If you store the $Authors in a book note, you can use this agent:

$Prototype == "author" &
find($Prototype == "book" &
     $Authors(that).contains($Authors(original))).size > 1

multi authors attributes.tbx (61.3 KB)

If you connect a book to an author via a link, you can use this agent:

$Prototype == "author" & (links.outbound.wrote.$Name).size > 1

multi authors links.tbx (61.4 KB)

I suspect the link approach will be more performant in a large document (because as I understand it, the find query will test every note).

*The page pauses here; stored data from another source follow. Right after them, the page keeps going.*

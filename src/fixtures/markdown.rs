//! Synthetic Markdown fixtures
//!
//! Plain text assembly; each file isolates one parsing edge case the
//! pipeline's Markdown path has to handle.

use super::{Fixture, FixtureKind};
use crate::error::Result;
use std::path::{Path, PathBuf};

fn write(dir: &Path, file_name: &str, content: &str) -> Result<PathBuf> {
    let path = dir.join(file_name);
    std::fs::write(&path, content)?;
    Ok(path)
}

// ===== Fixture catalog =====

pub fn catalog() -> Vec<Fixture> {
    let m = |name, description, writer| {
        Fixture::new(name, FixtureKind::Markdown, description, writer)
    };
    vec![
        m("md_atx_headings", "ATX headings h1 through h6", md_atx_headings),
        m("md_setext_headings", "Setext-underlined headings", md_setext_headings),
        m("md_front_matter", "YAML front matter block", md_front_matter),
        m(
            "md_footnotes",
            "Reference and inline footnote syntax",
            md_footnotes,
        ),
        m("md_nested_lists", "Lists nested four levels deep", md_nested_lists),
        m("md_gfm_table", "GFM table with alignment markers", md_gfm_table),
        m("md_utf8_bom", "UTF-8 byte order mark before the heading", md_utf8_bom),
        m(
            "md_no_trailing_newline",
            "File ends mid-sentence without a newline",
            md_no_trailing_newline,
        ),
    ]
}

fn md_atx_headings(dir: &Path) -> Result<PathBuf> {
    write(
        dir,
        "md_atx_headings.md",
        "# Ethics\n\n\
         ## Book I\n\n\
         ### The Good for Man\n\n\
         #### Subject of Our Inquiry\n\n\
         ##### All Human Activities Aim at Some Good\n\n\
         ###### A Footnote of Structure\n\n\
         Every art and every inquiry, and similarly every action and pursuit,\n\
         is thought to aim at some good.\n",
    )
}

fn md_setext_headings(dir: &Path) -> Result<PathBuf> {
    write(
        dir,
        "md_setext_headings.md",
        "Leviathan\n\
         =========\n\n\
         Of Man\n\
         ------\n\n\
         Nature hath made men so equal in the faculties of body and mind that\n\
         the difference between man and man is not so considerable.\n",
    )
}

fn md_front_matter(dir: &Path) -> Result<PathBuf> {
    write(
        dir,
        "md_front_matter.md",
        "---\n\
         title: Critique of Pure Reason\n\
         author: Immanuel Kant\n\
         year: 1781\n\
         tags: [epistemology, metaphysics]\n\
         ---\n\n\
         # Introduction\n\n\
         That all our knowledge begins with experience there can be no doubt.\n",
    )
}

fn md_footnotes(dir: &Path) -> Result<PathBuf> {
    write(
        dir,
        "md_footnotes.md",
        "# Tractatus\n\n\
         The world is all that is the case.[^1] The world is the totality of\n\
         facts, not of things.^[An inline note, in the Pandoc style.]\n\n\
         What is the case -- a fact -- is the existence of states of affairs.[^long]\n\n\
         [^1]: Proposition 1.\n\n\
         [^long]: Proposition 2. This note runs longer than one line to make\n\
         \x20   sure continuation indentation survives extraction.\n",
    )
}

fn md_nested_lists(dir: &Path) -> Result<PathBuf> {
    write(
        dir,
        "md_nested_lists.md",
        "# Taxonomy of Arguments\n\n\
         - Deductive\n\
         \x20 - Valid\n\
         \x20   - Sound\n\
         \x20     - With true premises\n\
         \x20   - Unsound\n\
         \x20 - Invalid\n\
         - Inductive\n\
         \x20 1. Strong\n\
         \x20 2. Weak\n",
    )
}

fn md_gfm_table(dir: &Path) -> Result<PathBuf> {
    write(
        dir,
        "md_gfm_table.md",
        "# Schools at a Glance\n\n\
         | School      | Founder   | Core claim                     |\n\
         |:------------|:---------:|-------------------------------:|\n\
         | Stoicism    | Zeno      | Virtue is the only good        |\n\
         | Epicureanism| Epicurus  | Pleasure, rightly understood   |\n\
         | Cynicism    | Antisthenes | Live according to nature     |\n",
    )
}

fn md_utf8_bom(dir: &Path) -> Result<PathBuf> {
    write(
        dir,
        "md_utf8_bom.md",
        "\u{feff}# Ἠθικὰ Νικομάχεια\n\nΠᾶσα τέχνη καὶ πᾶσα μέθοδος ἀγαθοῦ τινὸς ἐφίεσθαι δοκεῖ.\n",
    )
}

fn md_no_trailing_newline(dir: &Path) -> Result<PathBuf> {
    write(
        dir,
        "md_no_trailing_newline.md",
        "# An Unfinished Thought\n\nThe file simply stops",
    )
}

#[cfg(test)]
mod tests {
    use super::*;
    use tempfile::TempDir;

    #[test]
    fn test_bom_preserved() {
        let tmp = TempDir::new().unwrap();
        let path = md_utf8_bom(tmp.path()).unwrap();

        let bytes = std::fs::read(path).unwrap();
        assert_eq!(&bytes[..3], [0xEF, 0xBB, 0xBF]);
    }

    #[test]
    fn test_no_trailing_newline() {
        let tmp = TempDir::new().unwrap();
        let path = md_no_trailing_newline(tmp.path()).unwrap();

        let content = std::fs::read_to_string(path).unwrap();
        assert!(!content.ends_with('\n'));
    }

    #[test]
    fn test_front_matter_delimited() {
        let tmp = TempDir::new().unwrap();
        let path = md_front_matter(tmp.path()).unwrap();

        let content = std::fs::read_to_string(path).unwrap();
        assert!(content.starts_with("---\n"));
        assert_eq!(content.matches("---\n").count(), 2);
    }

    #[test]
    fn test_footnote_defs_present() {
        let tmp = TempDir::new().unwrap();
        let path = md_footnotes(tmp.path()).unwrap();

        let content = std::fs::read_to_string(path).unwrap();
        assert!(content.contains("[^1]:"));
        assert!(content.contains("[^long]:"));
        assert!(content.contains("^[An inline note"));
    }

    #[test]
    fn test_whole_catalog_writes() {
        let tmp = TempDir::new().unwrap();
        for fixture in catalog() {
            let path = fixture.write(tmp.path()).unwrap();
            assert!(path.exists(), "{} not written", fixture.name);
        }
    }
}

But I haven’t tested it, and I figure only @eastgate would know for sure.

store the $Authors in a book note,
will only work if there is a note for an author.

First I was collecting notes about books. All of these have an $Author. Then I recognized that there were many books written by the same $Author. So I wanted to have a quick look at a list of $Authors that wrote more than one book.
Marcs suggestion of using the AttributeBrowser works “on the fly”. As he wrote. With the disadvantage that I get list of ALL $Authors sorted by the number of books they wrote.

connect a book to an author via a link
Your idea of creating notes for books and nots for authors gives the possibility to create links in the mapview. And to create an agent for “multi authors”. That works fine and helps.
Thanks for that Pat.

Attribute Browser has also a “Query” option – so you can use a query to limit the scope of the display and avoid getting “all” results.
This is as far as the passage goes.